Ciro Saraiva: Um cupido na terceira idade


Dois bicudos não se beijam

CIro Saraiva - Jornalista e escritor 
Jânio Quadros era governador de São Paulo, quando Ademar de Barros, seu grande rival na política daquele Estado, foi eleito prefeito da capital paulista.
Ademar, que era um político hábil e sabia conviver com as mais intrincadas situações, foi a Jânio, nos Campos Eliseos, onde teve uma demorada conversa com ele, que jamais transpirou para a imprensa. (Vou contar essa história, não porque conheci Ademar nem Jânio, mas porque José Cláudio de Oliveira, meu bom amigo José Claudio, me contou há muitos anos):
- Dr. Jânio, o senhor é governador do Estado e eu sou o prefeito da capital. Sendo assim, se nós nos entendermos, tudo estará bem para nosso povo. Se não nos entendermos, vai ficar pior, porque a situação não está muito boa. Não é verdade, dr. Jânio ?
Jânio, que era um inigualável farsante e tinha mandado Ademar para a cadeia três ou quatro anos antes, nem esperou que ele terminasse:
- O que o senhor espera de mim, dr.
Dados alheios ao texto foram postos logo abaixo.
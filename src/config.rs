//! Environment-driven resolution of the data home and per-module directories.
//!
//! Resolution order for the data home:
//!
//! 1. `GRAPHSTOW_HOME`, when set
//! 2. the platform user data directory, when `GRAPHSTOW_USE_APPDIRS` is `true`
//! 3. `$HOME/<GRAPHSTOW_NAME>`, where the name defaults to `.data`
//!
//! A module directory is `<KEY>_HOME` when that variable is set, otherwise the
//! module key joined onto the home (or onto the user data directory in appdirs
//! mode).
//!
//! # Examples
//!
//! ```rust
//! use graphstow::config::StowConfig;
//!
//! let cfg = StowConfig::default().with_home("/tmp/graphstow-doc");
//! let base = cfg.base("pykeen", false).unwrap();
//! assert_eq!(base, std::path::PathBuf::from("/tmp/graphstow-doc/pykeen"));
//! ```

use std::env;
use std::fs;
use std::path::{Path, PathBuf};

use ahash::AHashMap;
use tracing::debug;

use crate::errors::{StowError, StowResult};

/// Overrides the data home entirely.
pub const HOME_ENVVAR: &str = "GRAPHSTOW_HOME";

/// Folder name created under the user home when no override is present.
pub const NAME_ENVVAR: &str = "GRAPHSTOW_NAME";

/// Set to `true` to use the platform user data directory.
pub const USE_APPDIRS_ENVVAR: &str = "GRAPHSTOW_USE_APPDIRS";

pub const NAME_DEFAULT: &str = ".data";

const MODULE_ENVVAR_SUFFIX: &str = "_HOME";

const README_NAME: &str = "README.md";

const README_TEXT: &str = "# graphstow data directory

This directory is used by `graphstow` as a reproducible location to store and
access data. Each module gets its own subdirectory.

Set `GRAPHSTOW_NAME` to change the folder name under your home directory, or
`GRAPHSTOW_HOME` to move the whole data home elsewhere. A single module can be
relocated with `<MODULE>_HOME`. When `GRAPHSTOW_HOME` is set, `GRAPHSTOW_NAME`
is disregarded.
";

/// Resolved directory configuration.
///
/// [`StowConfig::from_env`] snapshots the process environment; the builder
/// methods allow constructing a configuration without touching it.
#[derive(Clone, Debug)]
pub struct StowConfig {
    /// Explicit data home (`GRAPHSTOW_HOME`)
    pub home: Option<PathBuf>,
    /// Folder name under the user home (`GRAPHSTOW_NAME`)
    pub name: String,
    /// Use the platform data directory (`GRAPHSTOW_USE_APPDIRS`)
    pub use_appdirs: bool,
    /// Per-module overrides keyed by upper-cased module key (`<KEY>_HOME`)
    pub module_homes: AHashMap<String, PathBuf>,
}

impl Default for StowConfig {
    fn default() -> Self {
        Self {
            home: None,
            name: NAME_DEFAULT.to_string(),
            use_appdirs: false,
            module_homes: AHashMap::new(),
        }
    }
}

impl StowConfig {
    pub fn from_env() -> Self {
        let mut module_homes = AHashMap::new();
        for (var, value) in env::vars_os() {
            let (Some(var), Some(value)) = (var.to_str(), value.to_str()) else {
                continue;
            };
            if var == HOME_ENVVAR || value.is_empty() {
                continue;
            }
            if let Some(key) = var.strip_suffix(MODULE_ENVVAR_SUFFIX) {
                if !key.is_empty() {
                    module_homes.insert(key.to_string(), PathBuf::from(value));
                }
            }
        }

        Self {
            home: env::var_os(HOME_ENVVAR)
                .filter(|value| !value.is_empty())
                .map(PathBuf::from),
            name: get_name(),
            use_appdirs: use_appdirs(),
            module_homes,
        }
    }

    pub fn with_home<P: Into<PathBuf>>(mut self, home: P) -> Self {
        self.home = Some(home.into());
        self
    }

    pub fn with_name<T: Into<String>>(mut self, name: T) -> Self {
        self.name = name.into();
        self
    }

    pub fn with_module_home<P: Into<PathBuf>>(mut self, key: &str, path: P) -> Self {
        self.module_homes.insert(key.to_uppercase(), path.into());
        self
    }

    /// The data home directory.
    pub fn home(&self, ensure_exists: bool) -> StowResult<PathBuf> {
        let home = match &self.home {
            Some(path) => expand_user(path)?,
            None if self.use_appdirs => user_data_dir()?,
            None => user_home()?.join(&self.name),
        };
        debug!(home = %home.display(), "resolved data home");
        mkdir(&home, ensure_exists)?;
        Ok(home)
    }

    /// The base directory for the module named `key`.
    ///
    /// Keys must be non-empty and may not contain a dot.
    pub fn base(&self, key: &str, ensure_exists: bool) -> StowResult<PathBuf> {
        validate_key(key)?;
        let base = match self.module_homes.get(&key.to_uppercase()) {
            Some(path) => expand_user(path)?,
            None if self.use_appdirs && self.home.is_none() => user_data_dir()?.join(key),
            None => self.home(false)?.join(key),
        };
        debug!(key, base = %base.display(), "resolved module directory");
        mkdir(&base, ensure_exists)?;
        Ok(base)
    }

    /// Write a README into the data home unless one is already present.
    pub fn ensure_readme(&self) -> StowResult<PathBuf> {
        let path = self.home(true)?.join(README_NAME);
        if !path.is_file() {
            fs::write(&path, README_TEXT)?;
        }
        Ok(path)
    }
}

pub fn get_home(ensure_exists: bool) -> StowResult<PathBuf> {
    StowConfig::from_env().home(ensure_exists)
}

pub fn get_base(key: &str, ensure_exists: bool) -> StowResult<PathBuf> {
    StowConfig::from_env().base(key, ensure_exists)
}

pub fn get_name() -> String {
    env::var(NAME_ENVVAR)
        .ok()
        .filter(|name| !name.is_empty())
        .unwrap_or_else(|| NAME_DEFAULT.to_string())
}

pub fn use_appdirs() -> bool {
    matches!(env::var(USE_APPDIRS_ENVVAR).as_deref(), Ok("true" | "True"))
}

pub fn validate_key(key: &str) -> StowResult<()> {
    if key.is_empty() {
        return Err(StowError::invalid_input("module key must not be empty"));
    }
    if key.contains('.') {
        return Err(StowError::invalid_input(format!(
            "module key must not contain a dot: {key}"
        )));
    }
    Ok(())
}

/// Versions become path components, so separators are rejected.
pub fn validate_version(version: &str) -> StowResult<()> {
    if version.is_empty() {
        return Err(StowError::invalid_input("version must not be empty"));
    }
    if version.contains('/') || version.contains(std::path::MAIN_SEPARATOR) {
        return Err(StowError::invalid_input(format!(
            "slashes and `{}` are not allowed in versions: {version}",
            std::path::MAIN_SEPARATOR
        )));
    }
    Ok(())
}

/// Replace a leading `~` with the user home directory.
pub fn expand_user(path: &Path) -> StowResult<PathBuf> {
    match path.strip_prefix("~") {
        Ok(rest) => Ok(user_home()?.join(rest)),
        Err(_) => Ok(path.to_path_buf()),
    }
}

pub fn mkdir(path: &Path, ensure_exists: bool) -> StowResult<()> {
    if ensure_exists {
        fs::create_dir_all(path)?;
    }
    Ok(())
}

fn user_home() -> StowResult<PathBuf> {
    dirs::home_dir()
        .ok_or_else(|| StowError::invalid_input("could not determine the user home directory"))
}

fn user_data_dir() -> StowResult<PathBuf> {
    dirs::data_dir()
        .ok_or_else(|| StowError::invalid_input("could not determine the user data directory"))
}
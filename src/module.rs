//! Module handles: a base directory plus helpers for joining subdirectories
//! and ensuring cached artifacts are present.

use std::fmt::Debug;
use std::fs::File;
use std::hash::Hash;
use std::io::BufReader;
use std::path::{Path, PathBuf};

use serde::Serialize;
use serde::de::DeserializeOwned;
use tracing::{debug, warn};

use crate::cache::{CachedJson, write_atomically};
use crate::config::{StowConfig, mkdir, validate_version};
use crate::errors::{StowError, StowResult};
use crate::graph::{BuildOptions, GraphCache, GraphCachePaths, build_graph_cache_at};

/// A directory owned by one logical module key.
#[derive(Clone, Debug, PartialEq, Eq)]
pub struct Module {
    base: PathBuf,
}

impl Module {
    pub fn new<P: Into<PathBuf>>(base: P, ensure_exists: bool) -> StowResult<Self> {
        let base = base.into();
        mkdir(&base, ensure_exists)?;
        Ok(Self { base })
    }

    /// Module for `key` (and optional subkeys) resolved from the environment.
    pub fn from_key(key: &str, subkeys: &[&str], ensure_exists: bool) -> StowResult<Self> {
        Self::from_config(&StowConfig::from_env(), key, subkeys, ensure_exists)
    }

    pub fn from_config(
        config: &StowConfig,
        key: &str,
        subkeys: &[&str],
        ensure_exists: bool,
    ) -> StowResult<Self> {
        let base = config.base(key, false)?;
        Module::new(base, false)?.submodule(subkeys, ensure_exists)
    }

    pub fn base(&self) -> &Path {
        &self.base
    }

    pub fn submodule(&self, subkeys: &[&str], ensure_exists: bool) -> StowResult<Self> {
        let base = self.join(subkeys, false)?;
        Module::new(base, ensure_exists)
    }

    /// Subdirectory of this module. With no subkeys, the base itself.
    pub fn join(&self, subkeys: &[&str], ensure_exists: bool) -> StowResult<PathBuf> {
        let mut path = self.base.clone();
        path.extend(subkeys);
        mkdir(&path, ensure_exists)?;
        Ok(path)
    }

    /// File `name` inside the given subdirectory, which is created if asked.
    pub fn join_name(
        &self,
        subkeys: &[&str],
        name: &str,
        ensure_exists: bool,
    ) -> StowResult<PathBuf> {
        Ok(self.join(subkeys, ensure_exists)?.join(name))
    }

    /// Subdirectory with `version` prepended to the subkeys.
    pub fn join_versioned(
        &self,
        version: &str,
        subkeys: &[&str],
        ensure_exists: bool,
    ) -> StowResult<PathBuf> {
        validate_version(version)?;
        let mut keys = Vec::with_capacity(subkeys.len() + 1);
        keys.push(version);
        keys.extend_from_slice(subkeys);
        self.join(&keys, ensure_exists)
    }

    /// Path of `name` in `subkeys`, running `provider` to create the file when
    /// it is missing or `force` is set.
    ///
    /// The provider receives the target path; it must leave a regular file
    /// there or [`StowError::NotCreated`] is returned.
    pub fn ensure_custom<P>(
        &self,
        subkeys: &[&str],
        name: &str,
        force: bool,
        provider: P,
    ) -> StowResult<PathBuf>
    where
        P: FnOnce(&Path) -> StowResult<()>,
    {
        let path = self.join_name(subkeys, name, true)?;
        if path.is_file() && !force {
            return Ok(path);
        }
        debug!(path = %path.display(), force, "running provider");
        provider(&path)?;
        if !path.is_file() {
            return Err(StowError::NotCreated(path));
        }
        Ok(path)
    }

    pub fn load_json<T: DeserializeOwned>(&self, subkeys: &[&str], name: &str) -> StowResult<T> {
        let path = self.join_name(subkeys, name, false)?;
        Ok(serde_json::from_reader(BufReader::new(File::open(path)?))?)
    }

    pub fn dump_json<T: Serialize>(
        &self,
        subkeys: &[&str],
        name: &str,
        value: &T,
    ) -> StowResult<()> {
        let path = self.join_name(subkeys, name, true)?;
        write_atomically(&path, |writer| Ok(serde_json::to_writer(writer, value)?))
    }

    /// A JSON result cache for `name` in `subkeys`.
    pub fn cached_json<T>(&self, subkeys: &[&str], name: &str) -> StowResult<CachedJson<T>>
    where
        T: Serialize + DeserializeOwned,
    {
        Ok(CachedJson::new(self.join_name(subkeys, name, true)?))
    }

    /// Cache layout in the given subdirectory, creating the directory.
    pub fn graph_paths(&self, subkeys: &[&str]) -> StowResult<GraphCachePaths> {
        GraphCachePaths::from_directory(self.join(subkeys, true)?)
    }

    /// Open the graph cache in `subkeys`, building it first when it is
    /// missing or `force` is set.
    pub fn ensure_graph<X, F, I>(
        &self,
        subkeys: &[&str],
        edges: F,
        options: &BuildOptions,
        force: bool,
    ) -> StowResult<GraphCache<X>>
    where
        X: Eq + Hash + Clone + Ord + Debug + Serialize + DeserializeOwned,
        F: FnMut() -> I,
        I: IntoIterator<Item = (X, X)>,
    {
        let paths = self.graph_paths(subkeys)?;
        if paths.exists() {
            if !force {
                debug!(directory = %paths.directory.display(), "graph cache present");
                return GraphCache::open(paths);
            }
            warn!(
                directory = %paths.directory.display(),
                "forcing rebuild of existing graph cache"
            );
        }
        build_graph_cache_at(edges, &paths, options)
    }
}
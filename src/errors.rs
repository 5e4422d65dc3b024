use std::path::PathBuf;

use thiserror::Error;

#[derive(Debug, Error)]
pub enum StowError {
    #[error("not a directory: {}", .0.display())]
    NotADirectory(PathBuf),
    #[error("node not found: {0}")]
    NodeNotFound(String),
    #[error("invalid input: {0}")]
    InvalidInput(String),
    #[error("corrupt graph cache file {}: {reason}", .file.display())]
    Corrupt { file: PathBuf, reason: String },
    #[error("provider did not create {}", .0.display())]
    NotCreated(PathBuf),
    #[error("I/O error: {0}")]
    Io(#[from] std::io::Error),
    #[error("JSON serialization error: {0}")]
    Json(#[from] serde_json::Error),
}

impl StowError {
    pub fn not_a_directory<P: Into<PathBuf>>(path: P) -> Self {
        StowError::NotADirectory(path.into())
    }

    pub fn node_not_found<T: Into<String>>(msg: T) -> Self {
        StowError::NodeNotFound(msg.into())
    }

    pub fn invalid_input<T: Into<String>>(msg: T) -> Self {
        StowError::InvalidInput(msg.into())
    }

    pub fn corrupt<P: Into<PathBuf>, T: Into<String>>(file: P, reason: T) -> Self {
        StowError::Corrupt {
            file: file.into(),
            reason: reason.into(),
        }
    }
}

pub type StowResult<T> = Result<T, StowError>;
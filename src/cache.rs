//! File-backed result caches.
//!
//! A [`Cached`] wraps a path and a [`CacheFormat`]. [`Cached::get_or_compute`]
//! loads the file when it exists, otherwise runs the computation and writes its
//! result. A computation that fails writes nothing.

use std::fs::{self, File};
use std::io::{BufRead, BufReader, BufWriter, Write};
use std::marker::PhantomData;
use std::path::{Path, PathBuf};

use serde::Serialize;
use serde::de::DeserializeOwned;
use tracing::debug;

use crate::errors::StowResult;

/// How a cached value is read from and written to its file.
pub trait CacheFormat {
    type Value;

    fn load(path: &Path) -> StowResult<Self::Value>;

    fn dump(path: &Path, value: &Self::Value) -> StowResult<()>;
}

/// Pretty-printed JSON of any serde type.
pub struct Json<T>(PhantomData<fn() -> T>);

impl<T: Serialize + DeserializeOwned> CacheFormat for Json<T> {
    type Value = T;

    fn load(path: &Path) -> StowResult<T> {
        Ok(serde_json::from_reader(BufReader::new(File::open(path)?))?)
    }

    fn dump(path: &Path, value: &T) -> StowResult<()> {
        write_atomically(path, |writer| Ok(serde_json::to_writer_pretty(writer, value)?))
    }
}

/// One string per line. Surrounding whitespace is stripped on load.
pub struct Collection;

impl CacheFormat for Collection {
    type Value = Vec<String>;

    fn load(path: &Path) -> StowResult<Vec<String>> {
        let reader = BufReader::new(File::open(path)?);
        reader
            .lines()
            .map(|line| -> StowResult<String> { Ok(line?.trim().to_string()) })
            .collect()
    }

    fn dump(path: &Path, value: &Vec<String>) -> StowResult<()> {
        write_atomically(path, |writer| {
            for line in value {
                writeln!(writer, "{line}")?;
            }
            Ok(())
        })
    }
}

pub type CachedJson<T> = Cached<Json<T>>;
pub type CachedCollection = Cached<Collection>;

/// A cache file at `path` in format `F`.
pub struct Cached<F> {
    path: PathBuf,
    force: bool,
    cache: bool,
    format: PhantomData<F>,
}

impl<F: CacheFormat> Cached<F> {
    pub fn new<P: Into<PathBuf>>(path: P) -> Self {
        Self {
            path: path.into(),
            force: false,
            cache: true,
            format: PhantomData,
        }
    }

    /// Ignore an existing file and overwrite it with a fresh result.
    pub fn force(mut self, force: bool) -> Self {
        self.force = force;
        self
    }

    /// With caching off the computation always runs and nothing is written.
    pub fn cache(mut self, cache: bool) -> Self {
        self.cache = cache;
        self
    }

    pub fn path(&self) -> &Path {
        &self.path
    }

    pub fn get_or_compute<C>(&self, compute: C) -> StowResult<F::Value>
    where
        C: FnOnce() -> StowResult<F::Value>,
    {
        if !self.cache {
            return compute();
        }
        if self.path.is_file() && !self.force {
            return F::load(&self.path);
        }
        debug!(path = %self.path.display(), "no cache found");
        let value = compute()?;
        debug!(path = %self.path.display(), "writing cache");
        F::dump(&self.path, &value)?;
        Ok(value)
    }
}

/// Write through a temporary file in the same directory and rename it over
/// `path`, so readers never observe a half-written cache.
pub(crate) fn write_atomically<W>(path: &Path, write: W) -> StowResult<()>
where
    W: FnOnce(&mut BufWriter<&File>) -> StowResult<()>,
{
    let parent = match path.parent() {
        Some(parent) if !parent.as_os_str().is_empty() => parent,
        _ => Path::new("."),
    };
    fs::create_dir_all(parent)?;
    let tmp = tempfile::NamedTempFile::new_in(parent)?;
    {
        let mut writer = BufWriter::new(tmp.as_file());
        write(&mut writer)?;
        writer.flush()?;
    }
    tmp.as_file().sync_all()?;
    tmp.persist(path).map_err(|err| err.error)?;
    Ok(())
}
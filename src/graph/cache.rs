//! Read side of the graph cache: memory-mapped forward and reverse adjacency.

use std::fmt::Debug;
use std::hash::Hash;
use std::path::Path;

use serde::de::DeserializeOwned;

use crate::errors::{StowError, StowResult};
use crate::graph::csr::MappedArray;
use crate::graph::node_map::{NodeId, NodeIdMap, read_nodes};
use crate::graph::paths::GraphCachePaths;

/// One direction of the adjacency: an offsets array and an indices array.
#[derive(Debug)]
pub struct SingleGraphCache {
    indptr: MappedArray<i64>,
    indices: MappedArray<i32>,
}

impl SingleGraphCache {
    /// Map both arrays and check them against the expected node count.
    pub fn open(indptr_path: &Path, indices_path: &Path, node_count: usize) -> StowResult<Self> {
        let indptr = MappedArray::<i64>::open(indptr_path)?;
        let indices = MappedArray::<i32>::open(indices_path)?;

        if indptr.len() != node_count + 1 {
            return Err(StowError::corrupt(
                indptr_path,
                format!(
                    "expected {} offsets for {node_count} nodes, found {}",
                    node_count + 1,
                    indptr.len()
                ),
            ));
        }
        if indptr.get(0) != Some(0) {
            return Err(StowError::corrupt(indptr_path, "first offset is not zero"));
        }
        let last = indptr.get(node_count).unwrap_or_default();
        if usize::try_from(last).ok() != Some(indices.len()) {
            return Err(StowError::corrupt(
                indices_path,
                format!(
                    "offsets end at {last} but the file holds {} entries",
                    indices.len()
                ),
            ));
        }

        Ok(Self { indptr, indices })
    }

    pub fn node_count(&self) -> usize {
        self.indptr.len().saturating_sub(1)
    }

    pub fn edge_count(&self) -> usize {
        self.indices.len()
    }

    pub fn degree(&self, id: NodeId) -> usize {
        let (start, end) = self.bounds(id);
        end.saturating_sub(start)
    }

    /// Neighbor ids of `id` in scatter order. Unknown ids yield nothing.
    pub fn neighbor_ids(&self, id: NodeId) -> impl Iterator<Item = NodeId> + '_ {
        let (start, end) = self.bounds(id);
        self.indices.range(start, end).map(|value| value as NodeId)
    }

    fn bounds(&self, id: NodeId) -> (usize, usize) {
        let idx = id as usize;
        let offset = |i: usize| {
            self.indptr
                .get(i)
                .and_then(|value| usize::try_from(value).ok())
                .unwrap_or(0)
        };
        let end = offset(idx + 1);
        (offset(idx).min(end), end)
    }
}

/// Memory-mapped bidirectional graph over nodes of type `X`.
///
/// The node mapping lives in process memory; both adjacency directions stay
/// on disk and are paged in by the OS on demand.
///
/// ```rust,no_run
/// use graphstow::graph::GraphCache;
///
/// let graph: GraphCache<String> = GraphCache::from_directory("/data/mygraph")?;
/// for neighbor in graph.out_edges(&"a".to_string())? {
///     println!("{neighbor}");
/// }
/// # Ok::<(), graphstow::StowError>(())
/// ```
#[derive(Debug)]
pub struct GraphCache<X> {
    paths: GraphCachePaths,
    nodes: NodeIdMap<X>,
    forward: SingleGraphCache,
    reverse: SingleGraphCache,
}

impl<X> GraphCache<X>
where
    X: Eq + Hash + Clone + Debug + DeserializeOwned,
{
    /// Open a cache whose node list was persisted at build time.
    pub fn open(paths: GraphCachePaths) -> StowResult<Self> {
        let nodes = read_nodes(&paths.nodes)?;
        Self::open_with_nodes(paths, nodes)
    }

    pub fn from_directory<P: AsRef<Path>>(directory: P) -> StowResult<Self> {
        Self::open(GraphCachePaths::from_directory(directory)?)
    }
}

impl<X> GraphCache<X>
where
    X: Eq + Hash + Clone + Debug,
{
    /// Open a cache using a caller-supplied node list, position = node id.
    ///
    /// The list must match the one used at build time.
    pub fn open_with_nodes(paths: GraphCachePaths, nodes: Vec<X>) -> StowResult<Self> {
        Self::from_parts(paths, NodeIdMap::from_nodes(nodes)?)
    }

    pub(crate) fn from_parts(paths: GraphCachePaths, nodes: NodeIdMap<X>) -> StowResult<Self> {
        let node_count = nodes.len();
        let forward =
            SingleGraphCache::open(&paths.forward_indptr, &paths.forward_indices, node_count)?;
        let reverse =
            SingleGraphCache::open(&paths.reverse_indptr, &paths.reverse_indices, node_count)?;
        if forward.edge_count() != reverse.edge_count() {
            return Err(StowError::corrupt(
                &paths.reverse_indices,
                format!(
                    "forward index holds {} edges but reverse index holds {}",
                    forward.edge_count(),
                    reverse.edge_count()
                ),
            ));
        }
        Ok(Self {
            paths,
            nodes,
            forward,
            reverse,
        })
    }

    /// Nodes `v` such that `(node, v)` was an edge, in scatter order.
    pub fn out_edges(&self, node: &X) -> StowResult<Vec<X>> {
        self.resolve(&self.forward, self.require(node)?)
    }

    /// Nodes `u` such that `(u, node)` was an edge, in scatter order.
    pub fn in_edges(&self, node: &X) -> StowResult<Vec<X>> {
        self.resolve(&self.reverse, self.require(node)?)
    }

    /// Like [`GraphCache::out_edges`], but an unknown node has no edges.
    pub fn out_edges_or_empty(&self, node: &X) -> StowResult<Vec<X>> {
        match self.nodes.id(node) {
            Some(id) => self.resolve(&self.forward, id),
            None => Ok(Vec::new()),
        }
    }

    pub fn in_edges_or_empty(&self, node: &X) -> StowResult<Vec<X>> {
        match self.nodes.id(node) {
            Some(id) => self.resolve(&self.reverse, id),
            None => Ok(Vec::new()),
        }
    }

    pub fn out_degree(&self, node: &X) -> StowResult<usize> {
        Ok(self.forward.degree(self.require(node)?))
    }

    pub fn in_degree(&self, node: &X) -> StowResult<usize> {
        Ok(self.reverse.degree(self.require(node)?))
    }

    pub fn contains(&self, node: &X) -> bool {
        self.nodes.contains(node)
    }

    pub fn id_of(&self, node: &X) -> Option<NodeId> {
        self.nodes.id(node)
    }

    pub fn node_of(&self, id: NodeId) -> Option<&X> {
        self.nodes.node(id)
    }

    /// All nodes, indexed by id.
    pub fn nodes(&self) -> &[X] {
        self.nodes.nodes()
    }

    pub fn node_count(&self) -> usize {
        self.nodes.len()
    }

    pub fn edge_count(&self) -> usize {
        self.forward.edge_count()
    }

    pub fn forward(&self) -> &SingleGraphCache {
        &self.forward
    }

    pub fn reverse(&self) -> &SingleGraphCache {
        &self.reverse
    }

    pub fn paths(&self) -> &GraphCachePaths {
        &self.paths
    }

    fn require(&self, node: &X) -> StowResult<NodeId> {
        self.nodes
            .id(node)
            .ok_or_else(|| StowError::node_not_found(format!("{node:?}")))
    }

    fn resolve(&self, side: &SingleGraphCache, id: NodeId) -> StowResult<Vec<X>> {
        let mut neighbors = Vec::with_capacity(side.degree(id));
        for neighbor in side.neighbor_ids(id) {
            let node = self.nodes.node(neighbor).ok_or_else(|| {
                StowError::corrupt(
                    &self.paths.directory,
                    format!("neighbor id {neighbor} of node id {id} has no node"),
                )
            })?;
            neighbors.push(node.clone());
        }
        Ok(neighbors)
    }
}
Ademar ?
Ademar falou então e Jânio ouviu, o que lhe pareceu ser justo:
- Eu quero que o senhor não me faça a injustiça de pensar que sou seu inimigo. Porque não sou, verdadeiramente, seu inimigo. Sou apenas adversário e isso circunstancialmente, porque amanhã poderemos ser aliados.
O senhor não acha ?
Jânio, que não admitia em nenhuma hipótese, ser aliado de Janio – como nunca foi – disse que aquela conversa estava tomando um rumo inesperado. E outro, tomando um fôlego, falou: 
- O senhor quer saber de uma coisa, dr. Jânio ?
Jânio assentiu que falasse e Ademar, esperando terminar a conversa com o mesmo brilhantismo com que a iniciara, pediu ao governador, que lhe mandasse servir um cafezinho, o que foi feito. Depois do papo concluído, Ademar voltou-se para Jânio, que o olhava:
- O senhor está satisfeito comigo, governador ?
Jânio, que não entendeu nada, respondeu a Ademar:
- Dr. Ademar, não se engane comigo. Se eu amanhã mandar prendê-lo, lembre-se que eu nada tenho contra o senhor.
- Nem eu com o senhor, dr. Jânio – falou Ademar, cheio de si.
E assim, eles se tornaram não amigos, mas conviveram até o final de seus mandatos, porque o interesse de São Paulo estava – como hoje ainda está – acima dos interesses do governador e do prefeito. Que tal se alguém chegasse para o governador Cid Gomes e para a prefeita Luizianne e contasse essa história? Não seria bom que eles fizessem o mesmo que fizeram Ademar de Barros e Jânio Quadros ? O Ceará e Fortaleza (não só os times) agradeceriam muito.